Mls-1 and Mls-2 superantigens do not control susceptibility to collagen-induced arthritis in HI and HII mice.

The HI mouse line is sensitive to collagen-induced arthritis (CIA), whereas HII is refractory, although both express the H-2q permissive haplotype. The two lines also share the same T-cell receptor (TcR) gene haplotypes for alpha and beta chains. The distribution of mouse mammary tumour viruses (MMTV), which encode endogenous superantigens (SAg) such as minor leucocyte-stimulating antigens (Mls) known to modulate the available TcR-V beta repertoire, was investigated in the two lines.
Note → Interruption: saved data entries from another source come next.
//! Cache-then-network resolution of one request id, and the single- and
//! two-phase protocols built on it.

use std::sync::Arc;
use std::time::Instant;

use metrics::{counter, histogram};
use serde_json::Value;
use tracing::{debug, warn};

use crate::cache::CacheStore;
use crate::domain::body::unwrap_body;
use crate::domain::descriptor::{Phase, QueryDescriptor, Validator, phase_request_id};
use crate::domain::error::TransportError;
use crate::domain::state::QueryState;
use crate::infra::telemetry::{
    METRIC_CACHE_HIT, METRIC_CACHE_MISS, METRIC_CACHE_WRITE_FAILED, METRIC_FETCH,
    METRIC_FETCH_FAILED, METRIC_FETCH_MS, METRIC_STALE_RESULT,
};

use super::resource::ResourceClient;
use super::sink::{Generation, StateSink};

/// Everything one query task needs, cloned into the task at spawn time.
#[derive(Clone)]
pub(crate) struct TaskContext {
    pub(crate) generation: Generation,
    pub(crate) client: Arc<dyn ResourceClient>,
    /// `None` when caching is disabled for the run.
    pub(crate) cache: Option<Arc<dyn CacheStore>>,
    pub(crate) sink: Arc<StateSink>,
}

impl TaskContext {
    /// Publish the next state for `name` if this task's run is still current.
    pub(crate) fn commit<F>(&self, name: &str, next: F) -> bool
    where
        F: FnOnce(&QueryState) -> QueryState,
    {
        let committed = self.sink.commit(self.generation, name, next);
        if !committed {
            counter!(METRIC_STALE_RESULT).increment(1);
            debug!(
                op = "resolve::commit",
                query = name,
                generation = self.generation,
                result = "stale_discarded",
                "Discarding result from superseded run"
            );
        }
        committed
    }

    /// Resolve one request id: cache hit if possible, otherwise a network fetch
    /// whose unwrapped value is written back to the cache.
    pub(crate) async fn fetch(
        &self,
        request_id: &str,
        validator: Option<&Validator>,
    ) -> Result<Value, TransportError> {
        if let Some(cache) = &self.cache {
            match cache.get(request_id).await {
                Ok(body) => {
                    let value = unwrap_body(body);
                    match validator.map_or(Ok(()), |validator| validator.check(&value)) {
                        Ok(()) => {
                            counter!(METRIC_CACHE_HIT).increment(1);
                            debug!(
                                op = "resolve::fetch",
                                request_id,
                                result = "cache_hit",
                                "Served from cache"
                            );
                            return Ok(value);
                        }
                        Err(reason) => {
                            counter!(METRIC_CACHE_MISS).increment(1);
                            debug!(
                                op = "resolve::fetch",
                                request_id,
                                result = "cache_rejected",
                                reason = %reason,
                                "Cached value rejected by validator; fetching"
                            );
                        }
                    }
                }
                Err(err) => {
                    counter!(METRIC_CACHE_MISS).increment(1);
                    debug!(
                        op = "resolve::fetch",
                        request_id,
                        result = "cache_miss",
                        error = %err,
                        "Cache lookup missed; fetching"
                    );
                }
            }
        }

        let started_at = Instant::now();
        counter!(METRIC_FETCH).increment(1);
        let body = self.client.fetch_resource(request_id).await.map_err(|err| {
            counter!(METRIC_FETCH_FAILED).increment(1);
            warn!(
                op = "resolve::fetch",
                request_id,
                result = "error",
                elapsed_ms = started_at.elapsed().as_millis() as u64,
                status = err.status,
                error = %err,
                "Resource fetch failed"
            );
            err
        })?;
        histogram!(METRIC_FETCH_MS).record(started_at.elapsed().as_secs_f64() * 1000.0);

        let value = unwrap_body(body);
        if let Some(validator) = validator {
            validator
                .check(&value)
                .map_err(|reason| TransportError::rejected(request_id, reason))?;
        }

        if let Some(cache) = &self.cache
            && let Err(err) = cache.put(request_id, &value).await
        {
            counter!(METRIC_CACHE_WRITE_FAILED).increment(1);
            warn!(
                op = "resolve::fetch",
                request_id,
                result = "cache_write_failed",
                error = %err,
                "Dropping cache write"
            );
        }

        Ok(value)
    }
}

/// Drive one descriptor to a terminal state.
pub(crate) async fn resolve_query(ctx: TaskContext, descriptor: QueryDescriptor) {
    let settled = if descriptor.is_two_phase() {
        resolve_two_phase(&ctx, &descriptor).await
    } else {
        let outcome = ctx
            .fetch(&descriptor.request_id, descriptor.validator.as_ref())
            .await;
        ctx.commit(&descriptor.name, |_| terminal(outcome))
    };

    if settled {
        debug!(
            op = "resolve::query",
            query = %descriptor.name,
            generation = ctx.generation,
            "Query settled"
        );
    }
}

async fn resolve_two_phase(ctx: &TaskContext, descriptor: &QueryDescriptor) -> bool {
    let name = descriptor.name.as_str();
    let validator = descriptor.validator.as_ref();

    let fast = match ctx
        .fetch(&phase_request_id(&descriptor.request_id, Phase::Fast), validator)
        .await
    {
        Ok(fast) => fast,
        Err(err) => return ctx.commit(name, |_| QueryState::failed(err)),
    };

    let insufficient = descriptor.min_sufficient_count.is_insufficient(&fast);
    let preview = fast.clone();
    if !ctx.commit(name, move |current| current.with_preview(preview)) {
        // A newer run owns this name; the slow phase would be discarded too.
        return false;
    }

    if !insufficient {
        return ctx.commit(name, |_| QueryState::ready(fast));
    }

    debug!(
        op = "resolve::two_phase",
        query = name,
        fast_len = fast.as_array().map_or(0, Vec::len),
        "Fast result insufficient; fetching slow variant"
    );
    let slow = ctx
        .fetch(&phase_request_id(&descriptor.request_id, Phase::Slow), validator)
        .await;
    ctx.commit(name, |_| terminal(slow))
}

fn terminal(outcome: Result<Value, TransportError>) -> QueryState {
    match outcome {
        Ok(data) => QueryState::ready(data),
        Err(err) => QueryState::failed(err),
    }
}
Mls-1 is present in HI-susceptible mice, while Mls-2 and Mls-2-like SAg are absent in both lines. This suggests that Mls antigens play no significant role in the resistance to CIA. Moreover, HI and HII exhibit close V beta gene usage as assessed by fluorescence staining with 11 V beta-specific monoclonal antibodies (mAb). These results indicate that mechanisms other than clonal deletion based on V beta expression and induced by SAg are involved in the resistance of H-2q-positive mice to experimental arthritis. Yet, a slightly reduced level of V beta 5+ T cells is observed in HII animals which might correlate with the presence of Mtv-6 and Mtv-9 proviruses.